- [Assigned task]:
In your answer, give each entry again exactly as it appears.

Stored data entries

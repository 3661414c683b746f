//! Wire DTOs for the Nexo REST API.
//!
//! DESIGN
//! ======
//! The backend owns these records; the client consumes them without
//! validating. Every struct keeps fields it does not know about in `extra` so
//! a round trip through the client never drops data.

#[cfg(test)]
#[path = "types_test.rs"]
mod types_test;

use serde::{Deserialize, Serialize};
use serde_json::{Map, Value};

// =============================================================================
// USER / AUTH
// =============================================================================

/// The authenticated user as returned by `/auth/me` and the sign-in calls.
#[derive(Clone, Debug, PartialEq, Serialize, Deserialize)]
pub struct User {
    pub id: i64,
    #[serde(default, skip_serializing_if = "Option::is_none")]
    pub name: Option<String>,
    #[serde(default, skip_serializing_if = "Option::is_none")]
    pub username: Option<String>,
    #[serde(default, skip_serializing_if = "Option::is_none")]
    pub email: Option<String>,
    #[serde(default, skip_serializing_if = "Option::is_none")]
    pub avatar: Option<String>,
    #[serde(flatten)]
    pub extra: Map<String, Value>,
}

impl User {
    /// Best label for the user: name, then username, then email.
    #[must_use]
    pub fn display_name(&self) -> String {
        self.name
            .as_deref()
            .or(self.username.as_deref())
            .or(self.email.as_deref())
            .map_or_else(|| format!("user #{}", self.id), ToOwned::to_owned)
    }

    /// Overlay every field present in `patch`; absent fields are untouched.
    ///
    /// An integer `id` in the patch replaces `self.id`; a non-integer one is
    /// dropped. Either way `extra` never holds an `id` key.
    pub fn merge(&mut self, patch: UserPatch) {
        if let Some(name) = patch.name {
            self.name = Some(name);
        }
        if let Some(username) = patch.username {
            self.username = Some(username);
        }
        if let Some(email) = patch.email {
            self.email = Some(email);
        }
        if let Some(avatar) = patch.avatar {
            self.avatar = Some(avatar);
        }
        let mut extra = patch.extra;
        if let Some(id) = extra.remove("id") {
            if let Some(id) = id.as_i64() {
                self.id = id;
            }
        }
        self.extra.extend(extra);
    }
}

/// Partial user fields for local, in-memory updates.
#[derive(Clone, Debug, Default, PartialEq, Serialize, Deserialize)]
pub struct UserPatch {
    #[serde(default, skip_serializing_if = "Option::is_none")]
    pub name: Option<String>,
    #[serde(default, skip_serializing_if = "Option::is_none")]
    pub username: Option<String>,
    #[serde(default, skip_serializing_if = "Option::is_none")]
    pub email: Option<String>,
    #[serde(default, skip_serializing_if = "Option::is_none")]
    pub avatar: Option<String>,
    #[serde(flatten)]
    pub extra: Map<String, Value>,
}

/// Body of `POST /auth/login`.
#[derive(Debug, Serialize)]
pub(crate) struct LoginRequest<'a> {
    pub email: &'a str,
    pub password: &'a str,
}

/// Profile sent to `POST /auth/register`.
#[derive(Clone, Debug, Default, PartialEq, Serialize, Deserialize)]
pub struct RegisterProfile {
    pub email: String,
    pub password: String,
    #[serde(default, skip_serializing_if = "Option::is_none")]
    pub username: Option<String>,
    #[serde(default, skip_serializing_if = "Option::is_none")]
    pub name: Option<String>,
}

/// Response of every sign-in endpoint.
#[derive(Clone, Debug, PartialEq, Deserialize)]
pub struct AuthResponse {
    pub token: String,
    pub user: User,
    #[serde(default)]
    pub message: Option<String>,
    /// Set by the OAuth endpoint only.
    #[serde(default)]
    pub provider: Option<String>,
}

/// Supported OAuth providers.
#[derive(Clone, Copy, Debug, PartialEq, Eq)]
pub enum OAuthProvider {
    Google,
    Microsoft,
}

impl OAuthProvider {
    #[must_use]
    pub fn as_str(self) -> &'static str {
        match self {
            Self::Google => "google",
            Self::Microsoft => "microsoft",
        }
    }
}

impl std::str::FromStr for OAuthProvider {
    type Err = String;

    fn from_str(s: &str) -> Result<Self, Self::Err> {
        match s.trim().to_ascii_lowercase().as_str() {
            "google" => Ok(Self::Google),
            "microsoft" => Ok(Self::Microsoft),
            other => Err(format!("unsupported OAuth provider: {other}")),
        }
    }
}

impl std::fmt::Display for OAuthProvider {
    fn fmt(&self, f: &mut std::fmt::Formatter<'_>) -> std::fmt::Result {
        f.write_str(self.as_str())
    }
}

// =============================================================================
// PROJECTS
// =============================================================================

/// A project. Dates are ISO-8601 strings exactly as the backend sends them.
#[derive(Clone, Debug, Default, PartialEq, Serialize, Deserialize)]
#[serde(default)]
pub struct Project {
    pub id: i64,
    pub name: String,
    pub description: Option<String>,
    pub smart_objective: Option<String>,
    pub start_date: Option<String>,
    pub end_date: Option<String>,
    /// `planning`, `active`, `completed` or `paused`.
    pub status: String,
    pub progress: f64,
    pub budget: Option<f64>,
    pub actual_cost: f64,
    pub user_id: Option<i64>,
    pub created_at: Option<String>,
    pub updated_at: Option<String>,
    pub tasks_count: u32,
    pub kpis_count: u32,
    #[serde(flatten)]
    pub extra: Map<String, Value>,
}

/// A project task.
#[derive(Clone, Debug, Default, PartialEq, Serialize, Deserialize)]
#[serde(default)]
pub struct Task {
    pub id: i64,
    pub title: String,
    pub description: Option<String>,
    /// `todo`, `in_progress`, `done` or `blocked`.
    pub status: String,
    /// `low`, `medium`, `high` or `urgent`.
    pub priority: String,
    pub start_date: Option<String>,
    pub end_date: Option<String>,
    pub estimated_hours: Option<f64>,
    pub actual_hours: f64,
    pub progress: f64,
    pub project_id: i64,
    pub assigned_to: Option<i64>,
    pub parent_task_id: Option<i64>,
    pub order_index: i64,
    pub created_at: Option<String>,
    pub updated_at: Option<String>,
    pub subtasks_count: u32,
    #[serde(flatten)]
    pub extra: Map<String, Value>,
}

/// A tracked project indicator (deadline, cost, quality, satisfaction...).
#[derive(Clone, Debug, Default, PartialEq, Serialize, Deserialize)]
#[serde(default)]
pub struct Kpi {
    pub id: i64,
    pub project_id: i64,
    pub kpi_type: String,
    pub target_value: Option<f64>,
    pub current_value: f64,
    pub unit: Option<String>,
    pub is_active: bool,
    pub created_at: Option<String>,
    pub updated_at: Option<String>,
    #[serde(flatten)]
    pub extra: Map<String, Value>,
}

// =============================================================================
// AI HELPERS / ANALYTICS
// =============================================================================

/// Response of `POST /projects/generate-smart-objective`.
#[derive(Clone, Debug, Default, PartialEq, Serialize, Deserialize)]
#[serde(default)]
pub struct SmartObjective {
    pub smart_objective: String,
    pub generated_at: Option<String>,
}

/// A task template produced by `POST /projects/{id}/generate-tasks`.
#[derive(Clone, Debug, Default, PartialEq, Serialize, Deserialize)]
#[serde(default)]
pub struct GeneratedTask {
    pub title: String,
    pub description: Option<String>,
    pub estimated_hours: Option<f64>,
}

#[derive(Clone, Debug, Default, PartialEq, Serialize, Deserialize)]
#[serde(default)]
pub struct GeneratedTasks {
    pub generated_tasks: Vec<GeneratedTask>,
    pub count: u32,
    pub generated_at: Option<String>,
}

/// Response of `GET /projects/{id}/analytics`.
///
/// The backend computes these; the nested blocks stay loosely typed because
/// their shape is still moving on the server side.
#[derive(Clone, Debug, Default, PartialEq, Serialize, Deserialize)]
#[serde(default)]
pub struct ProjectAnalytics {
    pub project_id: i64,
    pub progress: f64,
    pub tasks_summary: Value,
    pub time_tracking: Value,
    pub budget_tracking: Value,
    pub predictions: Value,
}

- [Written answer]:
repository 3661414c683b746f
//! Wire DTOs for the Nexo REST API.
//!
//! DESIGN
//! ======
//! The backend owns these records; the client consumes them without
//! validating. Every struct keeps fields it does not know about in `extra` so
//! a round trip through the client never drops data.

#[cfg(test)]
#[path = "types_test.rs"]
mod types_test;

use serde::{Deserialize, Serialize};
use serde_json::{Map, Value};

// =============================================================================
// USER / AUTH
// =============================================================================

/// The authenticated user as returned by `/auth/me` and the sign-in calls.
#[derive(Clone, Debug, PartialEq, Serialize, Deserialize)]
pub struct User {
    pub id: i64,
    #[serde(default, skip_serializing_if = "Option::is_none")]
    pub name: Option<String>,
    #[serde(default, skip_serializing_if = "Option::is_none")]
    pub username: Option<String>,
    #[serde(default, skip_serializing_if = "Option::is_none")]
    pub email: Option<String>,
    #[serde(default, skip_serializing_if = "Option::is_none")]
    pub avatar: Option<String>,
    #[serde(flatten)]
    pub extra: Map<String, Value>,
}

impl User {
    /// Best label for the user: name, then username, then email.
    #[must_use]
    pub fn display_name(&self) -> String {
        self.name
            .as_deref()
            .or(self.username.as_deref())
            .or(self.email.as_deref())
            .map_or_else(|| format!("user #{}", self.id), ToOwned::to_owned)
    }

    /// Overlay every field present in `patch`; absent fields are untouched.
    ///
    /// An integer `id` in the patch replaces `self.id`; a non-integer one is
    /// dropped. Either way `extra` never holds an `id` key.
    pub fn merge(&mut self, patch: UserPatch) {
        if let Some(name) = patch.name {
            self.name = Some(name);
        }
        if let Some(username) = patch.username {
            self.username = Some(username);
        }
        if let Some(email) = patch.email {
            self.email = Some(email);
        }
        if let Some(avatar) = patch.avatar {
            self.avatar = Some(avatar);
        }
        let mut extra = patch.extra;
        if let Some(id) = extra.remove("id") {
            if let Some(id) = id.as_i64() {
                self.id = id;
            }
        }
        self.extra.extend(extra);
    }
}

/// Partial user fields for local, in-memory updates.
#[derive(Clone, Debug, Default, PartialEq, Serialize, Deserialize)]
pub struct UserPatch {
    #[serde(default, skip_serializing_if = "Option::is_none")]
    pub name: Option<String>,
    #[serde(default, skip_serializing_if = "Option::is_none")]
    pub username: Option<String>,
    #[serde(default, skip_serializing_if = "Option::is_none")]
    pub email: Option<String>,
    #[serde(default, skip_serializing_if = "Option::is_none")]
    pub avatar: Option<String>,
    #[serde(flatten)]
    pub extra: Map<String, Value>,
}

/// Body of `POST /auth/login`.
#[derive(Debug, Serialize)]
pub(crate) struct LoginRequest<'a> {
    pub email: &'a str,
    pub password: &'a str,
}

/// Profile sent to `POST /auth/register`.
#[derive(Clone, Debug, Default, PartialEq, Serialize, Deserialize)]
pub struct RegisterProfile {
    pub email: String,
    pub password: String,
    #[serde(default, skip_serializing_if = "Option::is_none")]
    pub username: Option<String>,
    #[serde(default, skip_serializing_if = "Option::is_none")]
    pub name: Option<String>,
}

/// Response of every sign-in endpoint.
#[derive(Clone, Debug, PartialEq, Deserialize)]
pub struct AuthResponse {
    pub token: String,
    pub user: User,
    #[serde(default)]
    pub message: Option<String>,
    /// Set by the OAuth endpoint only.
    #[serde(default)]
    pub provider: Option<String>,
}

/// Supported OAuth providers.
#[derive(Clone, Copy, Debug, PartialEq, Eq)]
pub enum OAuthProvider {
    Google,
    Microsoft,
}

impl OAuthProvider {
    #[must_use]
    pub fn as_str(self) -> &'static str {
        match self {
            Self::Google => "google",
            Self::Microsoft => "microsoft",
        }
    }
}

impl std::str::FromStr for OAuthProvider {
    type Err = String;

    fn from_str(s: &str) -> Result<Self, Self::Err> {
        match s.trim().to_ascii_lowercase().as_str() {
            "google" => Ok(Self::Google),
            "microsoft" => Ok(Self::Microsoft),
            other => Err(format!("unsupported OAuth provider: {other}")),
        }
    }
}

impl std::fmt::Display for OAuthProvider {
    fn fmt(&self, f: &mut std::fmt::Formatter<'_>) -> std::fmt::Result {
        f.write_str(self.as_str())
    }
}

// =============================================================================
// PROJECTS
// =============================================================================

/// A project. Dates are ISO-8601 strings exactly as the backend sends them.
#[derive(Clone, Debug, Default, PartialEq, Serialize, Deserialize)]
#[serde(default)]
pub struct Project {
    pub id: i64,
    pub name: String,
    pub description: Option<String>,
    pub smart_objective: Option<String>,
    pub start_date: Option<String>,
    pub end_date: Option<String>,
    /// `planning`, `active`, `completed` or `paused`.
    pub status: String,
    pub progress: f64,
    pub budget: Option<f64>,
    pub actual_cost: f64,
    pub user_id: Option<i64>,
    pub created_at: Option<String>,
    pub updated_at: Option<String>,
    pub tasks_count: u32,
    pub kpis_count: u32,
    #[serde(flatten)]
    pub extra: Map<String, Value>,
}

/// A project task.
#[derive(Clone, Debug, Default, PartialEq, Serialize, Deserialize)]
#[serde(default)]
pub struct Task {
    pub id: i64,
    pub title: String,
    pub description: Option<String>,
    /// `todo`, `in_progress`, `done` or `blocked`.
    pub status: String,
    /// `low`, `medium`, `high` or `urgent`.
    pub priority: String,
    pub start_date: Option<String>,
    pub end_date: Option<String>,
    pub estimated_hours: Option<f64>,
    pub actual_hours: f64,
    pub progress: f64,
    pub project_id: i64,
    pub assigned_to: Option<i64>,
    pub parent_task_id: Option<i64>,
    pub order_index: i64,
    pub created_at: Option<String>,
    pub updated_at: Option<String>,
    pub subtasks_count: u32,
    #[serde(flatten)]
    pub extra: Map<String, Value>,
}

/// A tracked project indicator (deadline, cost, quality, satisfaction...).
#[derive(Clone, Debug, Default, PartialEq, Serialize, Deserialize)]
#[serde(default)]
pub struct Kpi {
    pub id: i64,
    pub project_id: i64,
    pub kpi_type: String,
    pub target_value: Option<f64>,
    pub current_value: f64,
    pub unit: Option<String>,
    pub is_active: bool,
    pub created_at: Option<String>,
    pub updated_at: Option<String>,
    #[serde(flatten)]
    pub extra: Map<String, Value>,
}

// =============================================================================
// AI HELPERS / ANALYTICS
// =============================================================================

/// Response of `POST /projects/generate-smart-objective`.
#[derive(Clone, Debug, Default, PartialEq, Serialize, Deserialize)]
#[serde(default)]
pub struct SmartObjective {
    pub smart_objective: String,
    pub generated_at: Option<String>,
}

/// A task template produced by `POST /projects/{id}/generate-tasks`.
#[derive(Clone, Debug, Default, PartialEq, Serialize, Deserialize)]
#[serde(default)]
pub struct GeneratedTask {
    pub title: String,
    pub description: Option<String>,
    pub estimated_hours: Option<f64>,
}

#[derive(Clone, Debug, Default, PartialEq, Serialize, Deserialize)]
#[serde(default)]
pub struct GeneratedTasks {
    pub generated_tasks: Vec<GeneratedTask>,
    pub count: u32,
    pub generated_at: Option<String>,
}

/// Response of `GET /projects/{id}/analytics`.
///
/// The backend computes these; the nested blocks stay loosely typed because
/// their shape is still moving on the server side.
#[derive(Clone, Debug, Default, PartialEq, Serialize, Deserialize)]
#[serde(default)]
pub struct ProjectAnalytics {
    pub project_id: i64,
    pub progress: f64,
    pub tasks_summary: Value,
    pub time_tracking: Value,
    pub budget_tracking: Value,
    pub predictions: Value,
}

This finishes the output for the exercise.